## TRY IT
Search the material and gather each line with "Swapchain" in it.

## EXERCISE INPUTS
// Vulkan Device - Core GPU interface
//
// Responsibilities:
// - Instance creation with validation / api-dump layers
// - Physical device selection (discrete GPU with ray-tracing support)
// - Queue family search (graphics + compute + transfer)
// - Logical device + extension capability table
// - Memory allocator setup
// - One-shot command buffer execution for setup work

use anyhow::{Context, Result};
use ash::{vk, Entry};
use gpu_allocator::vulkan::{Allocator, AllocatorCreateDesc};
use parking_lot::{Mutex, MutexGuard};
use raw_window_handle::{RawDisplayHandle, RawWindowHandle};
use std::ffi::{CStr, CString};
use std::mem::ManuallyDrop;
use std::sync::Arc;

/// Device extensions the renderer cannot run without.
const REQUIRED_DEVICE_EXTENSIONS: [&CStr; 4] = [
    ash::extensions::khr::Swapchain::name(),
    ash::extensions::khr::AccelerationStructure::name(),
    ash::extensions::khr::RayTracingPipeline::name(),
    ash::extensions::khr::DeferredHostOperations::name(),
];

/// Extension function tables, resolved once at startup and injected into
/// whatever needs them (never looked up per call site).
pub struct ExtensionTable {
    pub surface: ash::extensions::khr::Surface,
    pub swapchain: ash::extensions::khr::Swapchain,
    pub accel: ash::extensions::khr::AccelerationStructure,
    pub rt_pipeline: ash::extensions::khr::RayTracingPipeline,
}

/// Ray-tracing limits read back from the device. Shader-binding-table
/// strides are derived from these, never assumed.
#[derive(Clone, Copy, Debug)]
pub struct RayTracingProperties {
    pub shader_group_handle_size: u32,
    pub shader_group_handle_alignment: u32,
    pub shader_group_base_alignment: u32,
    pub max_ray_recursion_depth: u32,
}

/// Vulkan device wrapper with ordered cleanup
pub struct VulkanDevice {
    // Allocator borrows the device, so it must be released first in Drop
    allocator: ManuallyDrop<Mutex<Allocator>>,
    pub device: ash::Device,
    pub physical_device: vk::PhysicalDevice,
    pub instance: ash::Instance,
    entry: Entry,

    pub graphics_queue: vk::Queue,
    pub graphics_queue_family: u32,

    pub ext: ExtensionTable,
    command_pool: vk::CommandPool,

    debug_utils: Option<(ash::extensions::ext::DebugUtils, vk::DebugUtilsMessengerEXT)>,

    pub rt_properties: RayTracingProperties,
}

## RESULT FOR THIS EXERCISE
    ash::extensions::khr::Swapchain::name(),
    pub swapchain: ash::extensions::khr::Swapchain,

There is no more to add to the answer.